Collected data entries:
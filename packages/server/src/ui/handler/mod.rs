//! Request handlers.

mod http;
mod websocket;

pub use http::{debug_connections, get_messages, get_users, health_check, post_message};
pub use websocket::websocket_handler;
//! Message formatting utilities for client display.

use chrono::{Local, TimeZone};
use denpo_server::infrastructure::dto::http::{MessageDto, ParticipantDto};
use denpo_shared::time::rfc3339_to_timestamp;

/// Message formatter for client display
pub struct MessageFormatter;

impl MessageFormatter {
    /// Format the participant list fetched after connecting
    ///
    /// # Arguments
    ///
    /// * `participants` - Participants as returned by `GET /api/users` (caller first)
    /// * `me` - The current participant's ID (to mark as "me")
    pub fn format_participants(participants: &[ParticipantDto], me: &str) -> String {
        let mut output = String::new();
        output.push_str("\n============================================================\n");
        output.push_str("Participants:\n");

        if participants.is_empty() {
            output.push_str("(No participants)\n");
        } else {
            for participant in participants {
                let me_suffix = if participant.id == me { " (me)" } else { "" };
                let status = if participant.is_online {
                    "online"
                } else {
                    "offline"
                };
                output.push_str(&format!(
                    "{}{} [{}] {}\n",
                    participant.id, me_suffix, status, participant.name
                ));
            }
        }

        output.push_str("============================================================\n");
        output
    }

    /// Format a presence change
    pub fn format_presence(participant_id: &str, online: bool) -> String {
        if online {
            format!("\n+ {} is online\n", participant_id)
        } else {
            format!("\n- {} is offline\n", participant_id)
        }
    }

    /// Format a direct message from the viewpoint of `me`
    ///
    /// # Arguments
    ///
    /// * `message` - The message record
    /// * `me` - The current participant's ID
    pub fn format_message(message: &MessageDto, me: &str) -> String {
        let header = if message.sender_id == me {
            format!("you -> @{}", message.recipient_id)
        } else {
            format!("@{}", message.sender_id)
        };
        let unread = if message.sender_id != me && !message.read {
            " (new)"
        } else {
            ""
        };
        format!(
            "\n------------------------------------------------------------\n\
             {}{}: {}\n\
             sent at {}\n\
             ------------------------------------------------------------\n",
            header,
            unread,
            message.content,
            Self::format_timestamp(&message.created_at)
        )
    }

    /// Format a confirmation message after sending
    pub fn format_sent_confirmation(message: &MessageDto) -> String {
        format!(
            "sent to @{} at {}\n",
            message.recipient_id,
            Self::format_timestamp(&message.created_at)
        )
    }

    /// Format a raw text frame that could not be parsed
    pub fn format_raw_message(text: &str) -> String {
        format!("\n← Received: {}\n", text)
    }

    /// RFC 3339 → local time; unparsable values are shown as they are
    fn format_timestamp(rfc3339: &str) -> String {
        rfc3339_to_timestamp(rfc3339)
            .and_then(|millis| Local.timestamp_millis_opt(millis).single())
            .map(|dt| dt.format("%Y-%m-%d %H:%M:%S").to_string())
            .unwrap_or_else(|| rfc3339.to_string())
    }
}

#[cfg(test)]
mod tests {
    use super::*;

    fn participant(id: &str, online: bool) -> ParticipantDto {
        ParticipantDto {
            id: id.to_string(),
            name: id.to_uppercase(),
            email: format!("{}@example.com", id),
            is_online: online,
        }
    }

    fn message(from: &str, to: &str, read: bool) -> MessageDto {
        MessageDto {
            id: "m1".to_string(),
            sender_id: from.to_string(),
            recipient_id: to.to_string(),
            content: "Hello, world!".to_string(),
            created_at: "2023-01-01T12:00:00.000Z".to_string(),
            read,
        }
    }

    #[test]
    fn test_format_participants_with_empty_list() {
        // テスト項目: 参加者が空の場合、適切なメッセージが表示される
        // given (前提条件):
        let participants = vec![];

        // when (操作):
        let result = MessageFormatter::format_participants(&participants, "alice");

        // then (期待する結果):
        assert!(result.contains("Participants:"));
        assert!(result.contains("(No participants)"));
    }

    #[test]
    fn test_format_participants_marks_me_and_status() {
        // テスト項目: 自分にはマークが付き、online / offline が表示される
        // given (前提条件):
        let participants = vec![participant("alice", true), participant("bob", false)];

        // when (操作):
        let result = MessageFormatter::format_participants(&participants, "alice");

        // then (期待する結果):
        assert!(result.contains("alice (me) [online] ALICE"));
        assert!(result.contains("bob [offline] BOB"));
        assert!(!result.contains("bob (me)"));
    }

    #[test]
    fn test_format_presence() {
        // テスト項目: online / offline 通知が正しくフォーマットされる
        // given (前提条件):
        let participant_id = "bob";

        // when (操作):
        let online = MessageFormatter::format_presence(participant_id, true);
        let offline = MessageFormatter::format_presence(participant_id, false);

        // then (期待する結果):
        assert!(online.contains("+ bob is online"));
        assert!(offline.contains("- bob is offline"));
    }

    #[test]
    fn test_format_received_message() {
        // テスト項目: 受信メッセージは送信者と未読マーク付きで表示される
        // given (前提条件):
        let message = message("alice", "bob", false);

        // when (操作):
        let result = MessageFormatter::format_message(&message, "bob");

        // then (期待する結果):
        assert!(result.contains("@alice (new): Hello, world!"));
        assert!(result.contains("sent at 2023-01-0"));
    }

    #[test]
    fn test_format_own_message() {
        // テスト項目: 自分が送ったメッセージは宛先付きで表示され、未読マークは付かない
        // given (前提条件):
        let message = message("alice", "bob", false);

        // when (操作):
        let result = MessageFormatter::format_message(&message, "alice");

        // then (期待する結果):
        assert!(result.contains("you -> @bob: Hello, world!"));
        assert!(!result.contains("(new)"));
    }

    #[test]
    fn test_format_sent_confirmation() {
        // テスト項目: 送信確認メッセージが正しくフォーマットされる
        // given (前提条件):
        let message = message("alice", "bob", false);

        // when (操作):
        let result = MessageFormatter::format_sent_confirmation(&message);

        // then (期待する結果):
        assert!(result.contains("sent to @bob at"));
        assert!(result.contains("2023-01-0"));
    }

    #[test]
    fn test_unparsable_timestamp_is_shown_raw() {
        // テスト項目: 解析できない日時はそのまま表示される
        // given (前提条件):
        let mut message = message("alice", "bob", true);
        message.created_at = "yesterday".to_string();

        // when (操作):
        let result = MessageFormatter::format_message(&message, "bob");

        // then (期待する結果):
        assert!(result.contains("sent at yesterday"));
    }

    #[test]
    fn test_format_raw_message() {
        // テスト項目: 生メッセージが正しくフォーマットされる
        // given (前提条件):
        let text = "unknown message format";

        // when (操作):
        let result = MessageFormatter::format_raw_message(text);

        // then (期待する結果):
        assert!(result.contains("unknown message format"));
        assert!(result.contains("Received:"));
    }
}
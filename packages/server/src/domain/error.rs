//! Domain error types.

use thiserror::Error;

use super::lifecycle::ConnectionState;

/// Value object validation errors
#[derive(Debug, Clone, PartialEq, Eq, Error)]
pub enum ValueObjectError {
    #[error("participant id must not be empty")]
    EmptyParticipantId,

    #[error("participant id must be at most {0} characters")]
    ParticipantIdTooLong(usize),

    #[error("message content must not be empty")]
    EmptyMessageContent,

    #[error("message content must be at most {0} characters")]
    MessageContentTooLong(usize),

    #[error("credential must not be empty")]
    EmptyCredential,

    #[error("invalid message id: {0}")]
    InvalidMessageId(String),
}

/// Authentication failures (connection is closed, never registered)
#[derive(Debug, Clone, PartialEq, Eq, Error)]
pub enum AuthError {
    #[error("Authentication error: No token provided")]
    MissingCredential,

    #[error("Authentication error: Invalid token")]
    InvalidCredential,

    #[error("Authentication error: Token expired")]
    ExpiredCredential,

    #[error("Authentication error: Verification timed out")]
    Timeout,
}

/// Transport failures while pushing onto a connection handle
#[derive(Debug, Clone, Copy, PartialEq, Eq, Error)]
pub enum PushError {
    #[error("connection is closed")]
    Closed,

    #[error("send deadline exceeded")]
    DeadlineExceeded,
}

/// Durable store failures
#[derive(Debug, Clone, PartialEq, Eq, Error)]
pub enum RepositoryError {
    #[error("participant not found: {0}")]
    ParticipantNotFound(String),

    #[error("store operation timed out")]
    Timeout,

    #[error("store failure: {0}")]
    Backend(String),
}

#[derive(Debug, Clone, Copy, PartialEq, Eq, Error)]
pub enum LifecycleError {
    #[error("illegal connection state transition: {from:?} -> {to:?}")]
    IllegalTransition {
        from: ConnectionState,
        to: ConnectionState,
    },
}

...

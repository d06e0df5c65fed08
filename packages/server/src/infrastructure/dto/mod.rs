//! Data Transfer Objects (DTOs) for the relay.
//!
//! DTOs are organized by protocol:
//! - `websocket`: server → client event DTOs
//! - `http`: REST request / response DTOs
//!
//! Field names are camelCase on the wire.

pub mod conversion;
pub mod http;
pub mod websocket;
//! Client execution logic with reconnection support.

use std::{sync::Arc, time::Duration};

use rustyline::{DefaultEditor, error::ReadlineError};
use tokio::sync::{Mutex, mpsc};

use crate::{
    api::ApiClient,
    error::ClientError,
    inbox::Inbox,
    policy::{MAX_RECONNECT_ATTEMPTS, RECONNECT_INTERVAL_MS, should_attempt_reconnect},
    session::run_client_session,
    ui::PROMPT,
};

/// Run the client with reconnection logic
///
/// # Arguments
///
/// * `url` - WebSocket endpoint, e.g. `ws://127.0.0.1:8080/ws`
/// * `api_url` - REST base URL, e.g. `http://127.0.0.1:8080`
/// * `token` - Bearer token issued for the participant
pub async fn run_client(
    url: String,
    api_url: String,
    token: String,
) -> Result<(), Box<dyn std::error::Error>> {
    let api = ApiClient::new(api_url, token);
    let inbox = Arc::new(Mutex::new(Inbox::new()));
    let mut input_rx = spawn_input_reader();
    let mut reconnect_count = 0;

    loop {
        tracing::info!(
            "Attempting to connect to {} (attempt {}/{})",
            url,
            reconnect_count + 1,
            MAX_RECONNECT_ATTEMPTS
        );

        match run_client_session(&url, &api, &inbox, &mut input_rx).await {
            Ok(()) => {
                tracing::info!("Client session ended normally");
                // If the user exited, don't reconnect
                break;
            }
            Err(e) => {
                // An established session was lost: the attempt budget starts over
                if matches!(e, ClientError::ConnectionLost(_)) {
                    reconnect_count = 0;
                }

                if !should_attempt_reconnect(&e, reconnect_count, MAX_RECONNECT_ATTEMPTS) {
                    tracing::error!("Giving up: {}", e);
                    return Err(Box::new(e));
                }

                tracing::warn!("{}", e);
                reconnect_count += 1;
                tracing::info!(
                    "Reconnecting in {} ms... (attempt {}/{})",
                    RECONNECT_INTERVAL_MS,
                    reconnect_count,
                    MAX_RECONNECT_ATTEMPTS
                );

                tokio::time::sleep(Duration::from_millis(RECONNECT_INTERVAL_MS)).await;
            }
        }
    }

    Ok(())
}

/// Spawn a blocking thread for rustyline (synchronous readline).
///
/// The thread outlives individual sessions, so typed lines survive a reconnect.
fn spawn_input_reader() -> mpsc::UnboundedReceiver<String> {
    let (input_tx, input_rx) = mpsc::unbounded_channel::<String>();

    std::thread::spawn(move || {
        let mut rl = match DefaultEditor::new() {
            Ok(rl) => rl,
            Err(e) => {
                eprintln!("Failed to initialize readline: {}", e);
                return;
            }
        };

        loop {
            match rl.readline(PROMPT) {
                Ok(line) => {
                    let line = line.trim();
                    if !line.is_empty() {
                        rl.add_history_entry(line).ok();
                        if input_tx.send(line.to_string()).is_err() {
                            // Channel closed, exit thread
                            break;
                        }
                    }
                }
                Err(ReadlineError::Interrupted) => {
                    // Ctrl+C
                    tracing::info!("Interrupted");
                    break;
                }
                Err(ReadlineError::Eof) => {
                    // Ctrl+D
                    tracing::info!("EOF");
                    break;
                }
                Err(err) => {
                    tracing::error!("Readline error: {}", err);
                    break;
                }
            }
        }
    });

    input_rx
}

EXERCISE DIRECTIONS> The answer should be all lines from the entries above that hold the word "REST".

TASK RESPONSE>
//! - `http`: REST request / response DTOs
/// * `api_url` - REST base URL, e.g. `http://127.0.0.1:8080`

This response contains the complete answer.